Multiple benefits of sister-brother relationships: big women and small men are more in sync physically
When men are in a rational state, when choosing a spouse usually tend to be younger than their own women, those who will marry a woman older than their own age as a wife, often inadvertently fall in love, which is why they choose to stick around for love. But there are also men who are attracted to women who are older than they are. For example, on my Facebook page, someone once asked: Is there a psychological problem with only being interested in women who are slightly older?
Also, some people want me to analyze the psychological motivation for “sister-brother” relationships, whether there is something missing and that’s why they want to find a sister (brother) to make up for it.
I don’t want to use psychoanalytic theory to explore the psychology of “sister-brother” couples, because it doesn’t change people’s relationship choices. I just want to answer the above question with one sentence: people do repeat early relationship patterns in their relationships, but this “repetition” is more concerned with the personality traits and love expressions of the partner rather than the age. Also, the old adage “to each his or her own” is a good answer to people’s questions about choosing a partner.

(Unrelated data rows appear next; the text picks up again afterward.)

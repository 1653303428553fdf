use std::str::FromStr;

use axum::{
    extract::{Path, State},
    http::StatusCode,
    Json,
};
use metrics::counter;
use payrelay_core::{
    invoice::{to_minor_units, Invoice},
    CheckoutRequest, InvoiceError, LineItem, MarkPaidOutcome, PaidUpdate, PaymentIntentRequest,
    StoreError,
};
use rust_decimal::Decimal;
use serde::Deserialize;
use serde_json::{json, Value};
use tracing::{error, info, warn};

use crate::body::JsonBody;
use crate::problem::ProblemResponse;
use crate::router::AppState;

#[derive(Debug, Default, Deserialize)]
#[serde(rename_all = "camelCase")]
pub struct CheckoutPayload {
    #[serde(default)]
    invoice_id: Option<String>,
    #[serde(default)]
    description: Option<String>,
    /// Number or decimal string in major units.
    #[serde(default)]
    amount: Option<Value>,
}

#[derive(Debug, Default, Deserialize)]
#[serde(rename_all = "camelCase")]
pub struct PaymentIntentPayload {
    #[serde(default)]
    invoice_id: Option<String>,
}

pub async fn create_checkout_session(
    State(state): State<AppState>,
    JsonBody(payload): JsonBody<CheckoutPayload>,
) -> Result<Json<Value>, ProblemResponse> {
    let (kind, result) = match non_blank(payload.invoice_id.as_deref()) {
        Some(invoice_id) => ("invoice", invoice_checkout(&state, invoice_id).await),
        None => ("ad_hoc", ad_hoc_checkout(&state, &payload).await),
    };
    let label = match &result {
        Ok(_) => "created",
        Err(problem) => problem.problem_type(),
    };
    counter!("checkout_requests_total", "kind" => kind, "result" => label).increment(1);
    result
}

async fn invoice_checkout(state: &AppState, invoice_id: &str) -> Result<Json<Value>, ProblemResponse> {
    let invoice = load_unpaid(state, invoice_id).await?;
    let settings = state.checkout();
    let currency = invoice.currency_or(&settings.default_currency);
    let line_items = line_items_for(&invoice, &currency).map_err(invalid_amount)?;

    let request = CheckoutRequest {
        line_items,
        currency,
        success_url: settings.success_url.clone(),
        cancel_url: settings.cancel_url.clone(),
        invoice_id: Some(invoice.id.clone()),
    };
    let session = state
        .gateway()
        .create_checkout_session(&request)
        .await
        .map_err(|err| {
            error!(stage = "checkout", invoice_id, error = %err, "failed to create checkout session");
            provider_error()
        })?;

    state
        .store()
        .record_checkout(&invoice.id, &session, state.now())
        .await
        .map_err(|err| store_problem(invoice_id, err))?;
    info!(stage = "checkout", invoice_id, session_id = %session.id, "checkout session created");

    Ok(Json(json!({ "url": session.url, "sessionId": session.id })))
}

async fn ad_hoc_checkout(
    state: &AppState,
    payload: &CheckoutPayload,
) -> Result<Json<Value>, ProblemResponse> {
    let description = non_blank(payload.description.as_deref());
    let (Some(description), Some(amount)) = (description, payload.amount.as_ref()) else {
        return Err(ProblemResponse::bad_request(
            "missing_field",
            "invoiceId, or description and amount, is required",
        ));
    };

    let settings = state.checkout();
    let amount = parse_amount(amount)
        .ok_or_else(|| ProblemResponse::bad_request("invalid_amount", "amount must be a number"))?;
    let unit_amount =
        to_minor_units(amount, &settings.default_currency).map_err(invalid_amount)?;

    let request = CheckoutRequest {
        line_items: vec![LineItem {
            name: description.to_string(),
            unit_amount,
            quantity: 1,
        }],
        currency: settings.default_currency.clone(),
        success_url: settings.success_url.clone(),
        cancel_url: settings.cancel_url.clone(),
        invoice_id: None,
    };
    let session = state
        .gateway()
        .create_checkout_session(&request)
        .await
        .map_err(|err| {
            error!(stage = "checkout", error = %err, "failed to create ad-hoc checkout session");
            provider_error()
        })?;
    info!(stage = "checkout", session_id = %session.id, unit_amount, "ad-hoc checkout session created");

    Ok(Json(json!({ "url": session.url, "sessionId": session.id })))
}

pub async fn create_payment_intent(
    State(state): State<AppState>,
    JsonBody(payload): JsonBody<PaymentIntentPayload>,
) -> Result<Json<Value>, ProblemResponse> {
    let result = payment_intent(&state, &payload).await;
    let label = match &result {
        Ok(_) => "created",
        Err(problem) => problem.problem_type(),
    };
    counter!("checkout_requests_total", "kind" => "payment_intent", "result" => label)
        .increment(1);
    result
}

async fn payment_intent(
    state: &AppState,
    payload: &PaymentIntentPayload,
) -> Result<Json<Value>, ProblemResponse> {
    let invoice_id = non_blank(payload.invoice_id.as_deref())
        .ok_or_else(|| ProblemResponse::bad_request("missing_field", "invoiceId is required"))?;
    let invoice = load_unpaid(state, invoice_id).await?;

    let currency = invoice.currency_or(&state.checkout().default_currency);
    let amount = invoice
        .amount_due()
        .and_then(|amount| to_minor_units(amount, &currency))
        .map_err(invalid_amount)?;

    let intent = state
        .gateway()
        .create_payment_intent(&PaymentIntentRequest {
            amount,
            currency,
            invoice_id: invoice.id.clone(),
        })
        .await
        .map_err(|err| {
            error!(stage = "checkout", invoice_id, error = %err, "failed to create payment intent");
            provider_error()
        })?;

    state
        .store()
        .record_payment_intent(&invoice.id, &intent.id, state.now())
        .await
        .map_err(|err| store_problem(invoice_id, err))?;
    info!(stage = "checkout", invoice_id, intent_id = %intent.id, amount, "payment intent created");

    Ok(Json(json!({ "clientSecret": intent.client_secret })))
}

/// Marks an invoice paid without a processor round trip. Only routed in development.
pub async fn debug_mark_paid(
    State(state): State<AppState>,
    Path(id): Path<String>,
) -> Result<Json<Value>, ProblemResponse> {
    let outcome = state
        .store()
        .mark_paid(&id, &PaidUpdate::at(state.now()))
        .await
        .map_err(|err| store_problem(&id, err))?;

    match outcome {
        MarkPaidOutcome::NotFound => Err(not_found(&id)),
        MarkPaidOutcome::Applied | MarkPaidOutcome::AlreadyPaid => {
            if outcome == MarkPaidOutcome::Applied {
                counter!("invoice_paid_total", "source" => "debug").increment(1);
            }
            warn!(stage = "checkout", invoice_id = %id, ?outcome, "invoice marked paid via debug route");
            Ok(Json(json!({ "id": id, "status": "paid" })))
        }
    }
}

async fn load_unpaid(state: &AppState, invoice_id: &str) -> Result<Invoice, ProblemResponse> {
    let invoice = state
        .store()
        .get(invoice_id)
        .await
        .map_err(|err| store_problem(invoice_id, err))?
        .ok_or_else(|| not_found(invoice_id))?;
    if invoice.status.is_paid() {
        return Err(ProblemResponse::new(
            StatusCode::CONFLICT,
            "invoice_already_paid",
            format!("invoice {invoice_id} is already paid"),
        ));
    }
    Ok(invoice)
}

/// Itemized lines when the invoice has items and no explicit total, otherwise
/// one line for the amount due.
fn line_items_for(invoice: &Invoice, currency: &str) -> Result<Vec<LineItem>, InvoiceError> {
    if invoice.total.is_none() && !invoice.items.is_empty() {
        return invoice
            .items
            .iter()
            .enumerate()
            .map(|(index, item)| -> Result<LineItem, InvoiceError> {
                let name = match item.description.trim() {
                    "" => format!("Item {}", index + 1),
                    name => name.to_string(),
                };
                Ok(LineItem {
                    name,
                    unit_amount: to_minor_units(item.unit_price, currency)?,
                    quantity: 1,
                })
            })
            .collect();
    }

    let amount = invoice.amount_due()?;
    Ok(vec![LineItem {
        name: format!("Invoice {}", invoice.id),
        unit_amount: to_minor_units(amount, currency)?,
        quantity: 1,
    }])
}

fn parse_amount(value: &Value) -> Option<Decimal> {
    match value {
        Value::Number(number) => Decimal::from_str(&number.to_string())
            .or_else(|_| Decimal::from_scientific(&number.to_string()))
            .ok(),
        Value::String(text) => Decimal::from_str(text.trim()).ok(),
        _ => None,
    }
}

fn non_blank(value: Option<&str>) -> Option<&str> {
    value.map(str::trim).filter(|value| !value.is_empty())
}

fn invalid_amount(err: InvoiceError) -> ProblemResponse {
    ProblemResponse::bad_request("invalid_amount", err.to_string())
}

fn not_found(invoice_id: &str) -> ProblemResponse {
    ProblemResponse::new(
        StatusCode::NOT_FOUND,
        "invoice_not_found",
        format!("invoice {invoice_id} not found"),
    )
}

fn provider_error() -> ProblemResponse {
    ProblemResponse::internal("provider_error", "payment processor request failed")
}

fn store_problem(invoice_id: &str, err: StoreError) -> ProblemResponse {
    match err {
        StoreError::NotFound(_) => not_found(invoice_id),
        other => {
            error!(stage = "checkout", invoice_id, error = %other, "invoice store failure");
            ProblemResponse::internal("store_error", "invoice store unavailable")
        }
    }
}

While “sibling” love combinations are not mainstream, they do exist and have many advantages.
1, Stronger relationship foundation
Society’s mainstream love While the dominant love combination in society is between a man and a woman, “sibling” couples do the opposite – it’s in a woman’s nature to pursue a man with superior resources, and it’s in a man’s nature to pursue a beautiful young woman – often because they do it from the heart. -The reason is often because they love each other from the heart, and go beyond the external conditions to love each other’s character, thoughts, values, spiritual pursuits, and other internal stability, which are the basis for a healthy love relationship.
2, Integration with each other adds more power
A woman in a “brother-in-law” love affair will be influenced by her younger boyfriend, who will be younger, more active and more vital than her peers. The man, on the other hand, will be under the influence of his mature girlfriend to expand his horizons and ideas and mature quickly. When two people establish a virtuous cycle, they will be more vividly nourished in their relationship.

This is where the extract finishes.